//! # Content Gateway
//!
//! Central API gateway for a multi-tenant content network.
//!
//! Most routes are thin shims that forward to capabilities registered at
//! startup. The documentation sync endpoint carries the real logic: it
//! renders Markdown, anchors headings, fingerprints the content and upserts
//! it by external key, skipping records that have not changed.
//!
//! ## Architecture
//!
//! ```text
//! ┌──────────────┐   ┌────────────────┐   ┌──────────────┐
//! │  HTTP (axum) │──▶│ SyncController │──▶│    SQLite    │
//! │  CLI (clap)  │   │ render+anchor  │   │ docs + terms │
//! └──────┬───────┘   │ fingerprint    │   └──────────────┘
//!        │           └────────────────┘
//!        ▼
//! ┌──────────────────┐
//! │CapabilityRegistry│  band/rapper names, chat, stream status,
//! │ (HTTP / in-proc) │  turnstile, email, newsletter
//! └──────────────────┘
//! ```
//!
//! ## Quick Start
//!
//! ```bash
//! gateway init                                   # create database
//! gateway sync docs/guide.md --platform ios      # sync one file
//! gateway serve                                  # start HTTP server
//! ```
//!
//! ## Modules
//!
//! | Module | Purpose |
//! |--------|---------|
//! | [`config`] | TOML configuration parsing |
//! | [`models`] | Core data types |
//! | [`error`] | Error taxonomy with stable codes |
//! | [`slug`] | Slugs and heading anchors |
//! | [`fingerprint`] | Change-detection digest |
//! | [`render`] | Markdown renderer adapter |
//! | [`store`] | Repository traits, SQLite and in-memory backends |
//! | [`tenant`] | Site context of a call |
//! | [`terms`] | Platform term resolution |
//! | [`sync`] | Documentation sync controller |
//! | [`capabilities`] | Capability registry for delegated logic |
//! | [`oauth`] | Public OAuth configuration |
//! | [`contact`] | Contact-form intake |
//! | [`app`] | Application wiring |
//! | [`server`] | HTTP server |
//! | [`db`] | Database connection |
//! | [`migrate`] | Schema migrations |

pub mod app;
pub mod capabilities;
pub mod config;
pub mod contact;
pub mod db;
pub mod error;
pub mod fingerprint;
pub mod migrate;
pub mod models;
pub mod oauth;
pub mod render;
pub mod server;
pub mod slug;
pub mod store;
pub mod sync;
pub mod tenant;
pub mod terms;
....................
**WHAT IS REQUIRED**
With no line skipped, output the listing in full.

**SOLUTION FOR THIS EXERCISE**
//! # Content Gateway
//!
//! Central API gateway for a multi-tenant content network.
//!
//! Most routes are thin shims that forward to capabilities registered at
//! startup. The documentation sync endpoint carries the real logic: it
//! renders Markdown, anchors headings, fingerprints the content and upserts
//! it by external key, skipping records that have not changed.
//!
//! ## Architecture
//!
//! ```text
//! ┌──────────────┐   ┌────────────────┐   ┌──────────────┐
//! │  HTTP (axum) │──▶│ SyncController │──▶│    SQLite    │
//! │  CLI (clap)  │   │ render+anchor  │   │ docs + terms │
//! └──────┬───────┘   │ fingerprint    │   └──────────────┘
//!        │           └────────────────┘
//!        ▼
//! ┌──────────────────┐
//! │CapabilityRegistry│  band/rapper names, chat, stream status,
//! │ (HTTP / in-proc) │  turnstile, email, newsletter
//! └──────────────────┘
//! ```
//!
//! ## Quick Start
//!
//! ```bash
//! gateway init                                   # create database
//! gateway sync docs/guide.md --platform ios      # sync one file
//! gateway serve                                  # start HTTP server
//! ```
//!
//! ## Modules
//!
//! | Module | Purpose |
//! |--------|---------|
//! | [`config`] | TOML configuration parsing |
//! | [`models`] | Core data types |
//! | [`error`] | Error taxonomy with stable codes |
//! | [`slug`] | Slugs and heading anchors |
//! | [`fingerprint`] | Change-detection digest |
//! | [`render`] | Markdown renderer adapter |
//! | [`store`] | Repository traits, SQLite and in-memory backends |
//! | [`tenant`] | Site context of a call |
//! | [`terms`] | Platform term resolution |
//! | [`sync`] | Documentation sync controller |
//! | [`capabilities`] | Capability registry for delegated logic |
//! | [`oauth`] | Public OAuth configuration |
//! | [`contact`] | Contact-form intake |
//! | [`app`] | Application wiring |
//! | [`server`] | HTTP server |
//! | [`db`] | Database connection |
//! | [`migrate`] | Schema migrations |

pub mod app;
pub mod capabilities;
pub mod config;
pub mod contact;
pub mod db;
pub mod error;
pub mod fingerprint;
pub mod migrate;
pub mod models;
pub mod oauth;
pub mod render;
pub mod server;
pub mod slug;
pub mod store;
pub mod sync;
pub mod tenant;
pub mod terms;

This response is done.